__Problem description__.
Write all of the entries again. Keep them exactly as they are.

--- Task input Enclosed Below ---

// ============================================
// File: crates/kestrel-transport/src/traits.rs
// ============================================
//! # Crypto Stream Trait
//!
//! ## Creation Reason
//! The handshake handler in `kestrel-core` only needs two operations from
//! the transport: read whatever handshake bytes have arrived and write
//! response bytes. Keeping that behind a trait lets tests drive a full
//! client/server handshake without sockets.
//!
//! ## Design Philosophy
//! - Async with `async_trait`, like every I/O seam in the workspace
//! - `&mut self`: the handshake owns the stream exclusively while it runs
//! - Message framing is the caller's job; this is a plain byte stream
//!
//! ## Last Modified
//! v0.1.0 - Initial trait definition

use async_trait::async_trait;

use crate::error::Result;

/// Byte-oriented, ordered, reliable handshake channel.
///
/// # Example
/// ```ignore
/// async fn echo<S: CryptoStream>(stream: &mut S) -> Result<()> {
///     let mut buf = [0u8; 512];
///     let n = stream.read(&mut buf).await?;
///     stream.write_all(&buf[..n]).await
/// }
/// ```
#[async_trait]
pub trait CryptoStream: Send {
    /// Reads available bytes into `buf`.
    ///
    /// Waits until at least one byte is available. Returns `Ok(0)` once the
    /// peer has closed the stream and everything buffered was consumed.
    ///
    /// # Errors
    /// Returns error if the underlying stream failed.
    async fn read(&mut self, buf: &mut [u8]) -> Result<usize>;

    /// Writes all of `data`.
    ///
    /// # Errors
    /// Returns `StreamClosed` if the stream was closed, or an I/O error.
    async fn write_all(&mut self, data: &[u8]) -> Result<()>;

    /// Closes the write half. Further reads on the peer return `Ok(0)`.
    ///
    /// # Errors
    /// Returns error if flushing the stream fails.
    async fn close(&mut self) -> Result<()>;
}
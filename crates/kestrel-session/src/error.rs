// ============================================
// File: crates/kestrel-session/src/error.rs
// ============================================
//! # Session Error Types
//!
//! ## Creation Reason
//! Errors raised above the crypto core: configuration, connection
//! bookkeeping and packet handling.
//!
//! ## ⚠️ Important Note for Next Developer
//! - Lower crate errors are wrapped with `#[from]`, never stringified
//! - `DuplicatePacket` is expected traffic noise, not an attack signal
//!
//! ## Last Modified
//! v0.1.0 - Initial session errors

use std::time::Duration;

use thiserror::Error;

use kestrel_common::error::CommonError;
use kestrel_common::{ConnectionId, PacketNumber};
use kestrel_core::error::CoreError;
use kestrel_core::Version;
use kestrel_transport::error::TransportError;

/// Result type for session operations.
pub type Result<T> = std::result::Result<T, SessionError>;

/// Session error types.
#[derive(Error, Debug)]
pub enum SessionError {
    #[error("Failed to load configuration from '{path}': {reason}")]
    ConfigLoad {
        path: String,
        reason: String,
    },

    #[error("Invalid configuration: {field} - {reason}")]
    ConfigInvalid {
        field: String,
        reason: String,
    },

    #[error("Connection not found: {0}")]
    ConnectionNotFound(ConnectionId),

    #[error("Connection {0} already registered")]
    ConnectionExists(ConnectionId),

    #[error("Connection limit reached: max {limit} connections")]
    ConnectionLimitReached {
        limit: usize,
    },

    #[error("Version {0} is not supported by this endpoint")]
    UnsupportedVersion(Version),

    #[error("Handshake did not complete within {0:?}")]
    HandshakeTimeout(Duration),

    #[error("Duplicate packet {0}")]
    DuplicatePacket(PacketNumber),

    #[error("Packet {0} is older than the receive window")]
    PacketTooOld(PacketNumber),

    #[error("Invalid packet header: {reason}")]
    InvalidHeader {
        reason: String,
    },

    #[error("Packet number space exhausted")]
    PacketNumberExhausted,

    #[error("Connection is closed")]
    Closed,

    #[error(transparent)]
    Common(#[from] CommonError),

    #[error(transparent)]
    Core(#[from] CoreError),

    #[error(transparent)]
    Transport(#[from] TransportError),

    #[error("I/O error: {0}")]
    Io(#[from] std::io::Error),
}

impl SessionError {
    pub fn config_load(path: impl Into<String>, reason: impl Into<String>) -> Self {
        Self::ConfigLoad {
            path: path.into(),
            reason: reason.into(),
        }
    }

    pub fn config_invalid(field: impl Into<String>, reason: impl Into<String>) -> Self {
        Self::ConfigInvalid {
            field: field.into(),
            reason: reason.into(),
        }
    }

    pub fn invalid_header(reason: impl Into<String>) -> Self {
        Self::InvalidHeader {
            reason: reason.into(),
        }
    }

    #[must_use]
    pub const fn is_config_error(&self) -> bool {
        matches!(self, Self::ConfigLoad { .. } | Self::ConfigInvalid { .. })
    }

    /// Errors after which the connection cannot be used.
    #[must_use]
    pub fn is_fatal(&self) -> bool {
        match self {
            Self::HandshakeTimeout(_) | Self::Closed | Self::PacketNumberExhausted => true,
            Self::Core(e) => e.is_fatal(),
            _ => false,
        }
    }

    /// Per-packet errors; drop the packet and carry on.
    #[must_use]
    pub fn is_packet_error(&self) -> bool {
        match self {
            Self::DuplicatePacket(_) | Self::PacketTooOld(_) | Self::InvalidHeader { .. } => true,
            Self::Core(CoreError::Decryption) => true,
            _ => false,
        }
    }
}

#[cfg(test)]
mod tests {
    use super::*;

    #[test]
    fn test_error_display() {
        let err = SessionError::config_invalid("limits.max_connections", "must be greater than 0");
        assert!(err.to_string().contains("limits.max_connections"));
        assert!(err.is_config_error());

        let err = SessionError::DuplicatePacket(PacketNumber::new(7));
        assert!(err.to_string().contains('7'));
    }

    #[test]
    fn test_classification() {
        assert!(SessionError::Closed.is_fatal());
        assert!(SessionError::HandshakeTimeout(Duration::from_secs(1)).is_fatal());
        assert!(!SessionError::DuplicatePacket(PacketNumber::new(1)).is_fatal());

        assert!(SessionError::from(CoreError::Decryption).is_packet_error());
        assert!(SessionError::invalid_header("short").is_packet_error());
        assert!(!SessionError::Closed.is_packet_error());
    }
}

--- End of Enclosed Task input ---

__Written response__.
// ============================================
// File: crates/kestrel-transport/src/traits.rs
// ============================================
//! # Crypto Stream Trait
//!
//! ## Creation Reason
//! The handshake handler in `kestrel-core` only needs two operations from
//! the transport: read whatever handshake bytes have arrived and write
//! response bytes. Keeping that behind a trait lets tests drive a full
//! client/server handshake without sockets.
//!
//! ## Design Philosophy
//! - Async with `async_trait`, like every I/O seam in the workspace
//! - `&mut self`: the handshake owns the stream exclusively while it runs
//! - Message framing is the caller's job; this is a plain byte stream
//!
//! ## Last Modified
//! v0.1.0 - Initial trait definition

use async_trait::async_trait;

use crate::error::Result;

/// Byte-oriented, ordered, reliable handshake channel.
///
/// # Example
/// ```ignore
/// async fn echo<S: CryptoStream>(stream: &mut S) -> Result<()> {
///     let mut buf = [0u8; 512];
///     let n = stream.read(&mut buf).await?;
///     stream.write_all(&buf[..n]).await
/// }
/// ```
#[async_trait]
pub trait CryptoStream: Send {
    /// Reads available bytes into `buf`.
    ///
    /// Waits until at least one byte is available. Returns `Ok(0)` once the
    /// peer has closed the stream and everything buffered was consumed.
    ///
    /// # Errors
    /// Returns error if the underlying stream failed.
    async fn read(&mut self, buf: &mut [u8]) -> Result<usize>;

    /// Writes all of `data`.
    ///
    /// # Errors
    /// Returns `StreamClosed` if the stream was closed, or an I/O error.
    async fn write_all(&mut self, data: &[u8]) -> Result<()>;

    /// Closes the write half. Further reads on the peer return `Ok(0)`.
    ///
    /// # Errors
    /// Returns error if flushing the stream fails.
    async fn close(&mut self) -> Result<()>;
}
filename crates/kestrel-session/src/error.rs
// ============================================
// File: crates/kestrel-session/src/error.rs
// ============================================
//! # Session Error Types
//!
//! ## Creation Reason
//! Errors raised above the crypto core: configuration, connection
//! bookkeeping and packet handling.
//!
//! ## ⚠️ Important Note for Next Developer
//! - Lower crate errors are wrapped with `#[from]`, never stringified
//! - `DuplicatePacket` is expected traffic noise, not an attack signal
//!
//! ## Last Modified
//! v0.1.0 - Initial session errors

use std::time::Duration;

use thiserror::Error;

use kestrel_common::error::CommonError;
use kestrel_common::{ConnectionId, PacketNumber};
use kestrel_core::error::CoreError;
use kestrel_core::Version;
use kestrel_transport::error::TransportError;

/// Result type for session operations.
pub type Result<T> = std::result::Result<T, SessionError>;

/// Session error types.
#[derive(Error, Debug)]
pub enum SessionError {
    #[error("Failed to load configuration from '{path}': {reason}")]
    ConfigLoad {
        path: String,
        reason: String,
    },

    #[error("Invalid configuration: {field} - {reason}")]
    ConfigInvalid {
        field: String,
        reason: String,
    },

    #[error("Connection not found: {0}")]
    ConnectionNotFound(ConnectionId),

    #[error("Connection {0} already registered")]
    ConnectionExists(ConnectionId),

    #[error("Connection limit reached: max {limit} connections")]
    ConnectionLimitReached {
        limit: usize,
    },

    #[error("Version {0} is not supported by this endpoint")]
    UnsupportedVersion(Version),

    #[error("Handshake did not complete within {0:?}")]
    HandshakeTimeout(Duration),

    #[error("Duplicate packet {0}")]
    DuplicatePacket(PacketNumber),

    #[error("Packet {0} is older than the receive window")]
    PacketTooOld(PacketNumber),

    #[error("Invalid packet header: {reason}")]
    InvalidHeader {
        reason: String,
    },

    #[error("Packet number space exhausted")]
    PacketNumberExhausted,

    #[error("Connection is closed")]
    Closed,

    #[error(transparent)]
    Common(#[from] CommonError),

    #[error(transparent)]
    Core(#[from] CoreError),

    #[error(transparent)]
    Transport(#[from] TransportError),

    #[error("I/O error: {0}")]
    Io(#[from] std::io::Error),
}

impl SessionError {
    pub fn config_load(path: impl Into<String>, reason: impl Into<String>) -> Self {
        Self::ConfigLoad {
            path: path.into(),
            reason: reason.into(),
        }
    }

    pub fn config_invalid(field: impl Into<String>, reason: impl Into<String>) -> Self {
        Self::ConfigInvalid {
            field: field.into(),
            reason: reason.into(),
        }
    }

    pub fn invalid_header(reason: impl Into<String>) -> Self {
        Self::InvalidHeader {
            reason: reason.into(),
        }
    }

    #[must_use]
    pub const fn is_config_error(&self) -> bool {
        matches!(self, Self::ConfigLoad { .. } | Self::ConfigInvalid { .. })
    }

    /// Errors after which the connection cannot be used.
    #[must_use]
    pub fn is_fatal(&self) -> bool {
        match self {
            Self::HandshakeTimeout(_) | Self::Closed | Self::PacketNumberExhausted => true,
            Self::Core(e) => e.is_fatal(),
            _ => false,
        }
    }

    /// Per-packet errors; drop the packet and carry on.
    #[must_use]
    pub fn is_packet_error(&self) -> bool {
        match self {
            Self::DuplicatePacket(_) | Self::PacketTooOld(_) | Self::InvalidHeader { .. } => true,
            Self::Core(CoreError::Decryption) => true,
            _ => false,
        }
    }
}

#[cfg(test)]
mod tests {
    use super::*;

    #[test]
    fn test_error_display() {
        let err = SessionError::config_invalid("limits.max_connections", "must be greater than 0");
        assert!(err.to_string().contains("limits.max_connections"));
        assert!(err.is_config_error());

        let err = SessionError::DuplicatePacket(PacketNumber::new(7));
        assert!(err.to_string().contains('7'));
    }

    #[test]
    fn test_classification() {
        assert!(SessionError::Closed.is_fatal());
        assert!(SessionError::HandshakeTimeout(Duration::from_secs(1)).is_fatal());
        assert!(!SessionError::DuplicatePacket(PacketNumber::new(1)).is_fatal());

        assert!(SessionError::from(CoreError::Decryption).is_packet_error());
        assert!(SessionError::invalid_header("short").is_packet_error());
        assert!(!SessionError::Closed.is_packet_error());
    }
}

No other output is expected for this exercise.